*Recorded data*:
<<<<
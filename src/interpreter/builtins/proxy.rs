// パス: src/interpreter/builtins/proxy.rs
// 役割: Proxy・Reflect・ShadowRealm
// 意図: トラップの呼び出し自体は property.rs 側が担い、ここでは生成と公開 API だけを扱う
// 関連ファイル: src/interpreter/property.rs, src/interpreter/builtins/object.rs

use runtime_heap::{Attributes, ObjectKind, Property, PropertyKey, Value};

use super::object::define_from_descriptor;
use super::{define_global, install_constructor, require_callable, require_new, require_object};
use crate::interpreter::{arg, Abrupt, Interpreter, JsResult};
use crate::parser::{parse_program, ParseMode};

fn install_proxy(interp: &mut Interpreter) {
    let ctor = interp.alloc_native("Proxy", 2, true, |interp, _, args| {
        require_new(interp, "Proxy")?;
        let (Value::Object(target), Value::Object(handler)) = (arg(args, 0), arg(args, 1)) else {
            return Err(interp.type_error("Cannot create proxy with a non-object as target or handler"));
        };
        Ok(Value::Object(interp.heap.alloc(ObjectKind::Proxy { target, handler }, None)))
    });
    define_global(interp, "Proxy", Value::Object(ctor));
}

fn install_reflect(interp: &mut Interpreter) {
    let reflect = interp.heap.alloc_ordinary();
    interp.define_method(reflect, "get", 2, |interp, _, args| {
        let target = require_object(interp, &arg(args, 0))?;
        let key = interp.to_property_key(&arg(args, 1))?;
        let receiver = if args.len() > 2 { arg(args, 2) } else { Value::Object(target) };
        interp.get_from(target, &key, &receiver)
    });
    interp.define_method(reflect, "set", 3, |interp, _, args| {
        let target = require_object(interp, &arg(args, 0))?;
        let key = interp.to_property_key(&arg(args, 1))?;
        match interp.set(&Value::Object(target), key, arg(args, 2)) {
            Ok(()) => Ok(Value::Boolean(true)),
            Err(Abrupt::Throw(_)) if !interp.heap.object(target).extensible => Ok(Value::Boolean(false)),
            Err(e) => Err(e),
        }
    });
    interp.define_method(reflect, "has", 2, |interp, _, args| {
        let target = require_object(interp, &arg(args, 0))?;
        let key = interp.to_property_key(&arg(args, 1))?;
        Ok(Value::Boolean(interp.has_property(target, &key)?))
    });
    interp.define_method(reflect, "deleteProperty", 2, |interp, _, args| {
        let target = require_object(interp, &arg(args, 0))?;
        let key = interp.to_property_key(&arg(args, 1))?;
        Ok(Value::Boolean(interp.delete_property(target, &key)?))
    });
    interp.define_method(reflect, "ownKeys", 1, |interp, _, args| {
        let target = require_object(interp, &arg(args, 0))?;
        let keys: Vec<Value> = interp
            .heap
            .object(target)
            .own_keys()
            .iter()
            .map(Interpreter::key_value)
            .collect();
        Ok(Value::Object(interp.create_array(keys)))
    });
    interp.define_method(reflect, "getPrototypeOf", 1, |interp, _, args| {
        let target = require_object(interp, &arg(args, 0))?;
        Ok(interp.heap.prototype_of(target).map(Value::Object).unwrap_or(Value::Null))
    });
    interp.define_method(reflect, "defineProperty", 3, |interp, _, args| {
        let target = require_object(interp, &arg(args, 0))?;
        let key = interp.to_property_key(&arg(args, 1))?;
        define_from_descriptor(interp, target, key, &arg(args, 2))?;
        Ok(Value::Boolean(true))
    });
    interp.define_method(reflect, "apply", 3, |interp, _, args| {
        let func = require_callable(interp, &arg(args, 0))?;
        let list = interp.array_like_to_vec(&arg(args, 2))?;
        interp.call(&func, arg(args, 1), &list)
    });
    interp.define_method(reflect, "construct", 2, |interp, _, args| {
        let func = arg(args, 0);
        if !interp.is_constructor(&func) {
            let shown = interp.heap.display_string(&func);
            return Err(interp.type_error(format!("{} is not a constructor", shown)));
        }
        let list = interp.array_like_to_vec(&arg(args, 1))?;
        interp.construct(&func, &list)
    });
    let tag = interp.well_known.to_string_tag;
    interp.heap.object_mut(reflect).define(
        PropertyKey::Symbol(tag),
        Property::data(Value::string("Reflect"), Attributes::CONFIGURABLE),
    );
    define_global(interp, "Reflect", Value::Object(reflect));
}

/// realm 境界を越えられるのはプリミティブだけ。シンボルは realm ごとに別物。
fn cross_realm(interp: &mut Interpreter, value: Value) -> JsResult<Value> {
    match value {
        Value::Object(_) | Value::Symbol(_) => {
            Err(interp.type_error("ShadowRealm.prototype.evaluate result must be a primitive value"))
        }
        Value::Empty => Ok(Value::Undefined),
        other => Ok(other),
    }
}

impl Interpreter {
    /// 独立した realm で `source` を評価する。realm はオブジェクトごとに保持する。
    fn shadow_realm_evaluate(&mut self, realm: runtime_heap::ObjectId, source: &str) -> JsResult<Value> {
        let program = match parse_program(source, ParseMode::Script) {
            Ok(program) => program,
            Err(e) => return Err(self.throw(crate::interpreter::ErrorKind::SyntaxError, &e.0.msg)),
        };
        let mut inner = match self.realms.remove(&realm) {
            Some(inner) => inner,
            None => Interpreter::new(self.host()),
        };
        let outcome = inner.run_program(&program).and_then(|v| inner.run_jobs().map(|()| v));
        let result = match outcome {
            Ok(v) => cross_realm(self, v),
            Err(Abrupt::Throw(thrown)) => {
                let shown = inner.describe_error(&thrown);
                Err(self.type_error(format!("ShadowRealm evaluation threw: {}", shown)))
            }
            Err(exit) => Err(exit),
        };
        self.realms.insert(realm, inner);
        result
    }
}

fn install_shadow_realm(interp: &mut Interpreter) {
    let proto = interp.new_prototype("ShadowRealm", ObjectKind::Ordinary);
    install_constructor(interp, "ShadowRealm", 0, proto, |interp, _, _| {
        require_new(interp, "ShadowRealm")?;
        let proto = interp.constructing_prototype("ShadowRealm");
        Ok(Value::Object(interp.heap.alloc(ObjectKind::ShadowRealm, Some(proto))))
    });
    interp.define_method(proto, "evaluate", 1, |interp, this, args| {
        let realm = match this {
            Value::Object(id) if matches!(interp.heap.kind(id), ObjectKind::ShadowRealm) => id,
            _ => return Err(interp.type_error("this is not a ShadowRealm")),
        };
        let Value::String(source) = arg(args, 0) else {
            return Err(interp.type_error("ShadowRealm.prototype.evaluate expects a string"));
        };
        interp.shadow_realm_evaluate(realm, &source)
    });
    let tag = interp.well_known.to_string_tag;
    interp.heap.object_mut(proto).define(
        PropertyKey::Symbol(tag),
        Property::data(Value::string("ShadowRealm"), Attributes::CONFIGURABLE),
    );
}

pub(super) fn install(interp: &mut Interpreter) {
    install_proxy(interp);
    install_reflect(interp);
    install_shadow_realm(interp);
}

#[cfg(test)]
mod tests {
    use crate::interpreter::test_util::eval_display;

    #[test]
    /// get・has トラップと、トラップのない操作の素通し。
    fn proxy_traps() {
        assert_eq!(
            eval_display("const p = new Proxy({a: 1}, { get: (t, k) => k in t ? t[k] : 'none' }); p.a + p.b"),
            "1none"
        );
        assert_eq!(eval_display("const p = new Proxy({}, { has: () => true }); 'x' in p"), "true");
        assert_eq!(eval_display("const t = {}; const p = new Proxy(t, {}); p.v = 3; t.v"), "3");
        assert_eq!(
            eval_display("new Proxy(1, {})"),
            "throw TypeError: Cannot create proxy with a non-object as target or handler"
        );
    }

    #[test]
    /// Reflect の基本操作。
    fn reflect_operations() {
        assert_eq!(eval_display("Reflect.ownKeys({a: 1, b: 2}).join()"), "a,b");
        assert_eq!(eval_display("Reflect.apply(Math.max, null, [1, 3, 2])"), "3");
        assert_eq!(eval_display("Reflect.construct(Date, [0]).getTime()"), "0");
        assert_eq!(eval_display("const o = {x: 1}; Reflect.deleteProperty(o, 'x'); 'x' in o"), "false");
    }

    #[test]
    /// ShadowRealm の束縛は外から見えず、評価間で保たれる。
    fn shadow_realm_isolation() {
        assert_eq!(
            eval_display("var leaked = 1; const r = new ShadowRealm(); r.evaluate('var leaked = 5; leaked * 2')"),
            "10"
        );
        assert_eq!(
            eval_display("const r = new ShadowRealm(); r.evaluate('var n = 2'); r.evaluate('n + 1')"),
            "3"
        );
        assert_eq!(
            eval_display("new ShadowRealm().evaluate('({})')"),
            "throw TypeError: ShadowRealm.prototype.evaluate result must be a primitive value"
        );
    }
}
>>>>
*Try it*: Return, unchanged, the run of lines above that opens with the line containing "let realm = match" and closes with the line containing "let Value::String(source) = arg(args, 0)". Include both.

*Finished task*:
        let realm = match this {
            Value::Object(id) if matches!(interp.heap.kind(id), ObjectKind::ShadowRealm) => id,
            _ => return Err(interp.type_error("this is not a ShadowRealm")),
        };
        let Value::String(source) = arg(args, 0) else {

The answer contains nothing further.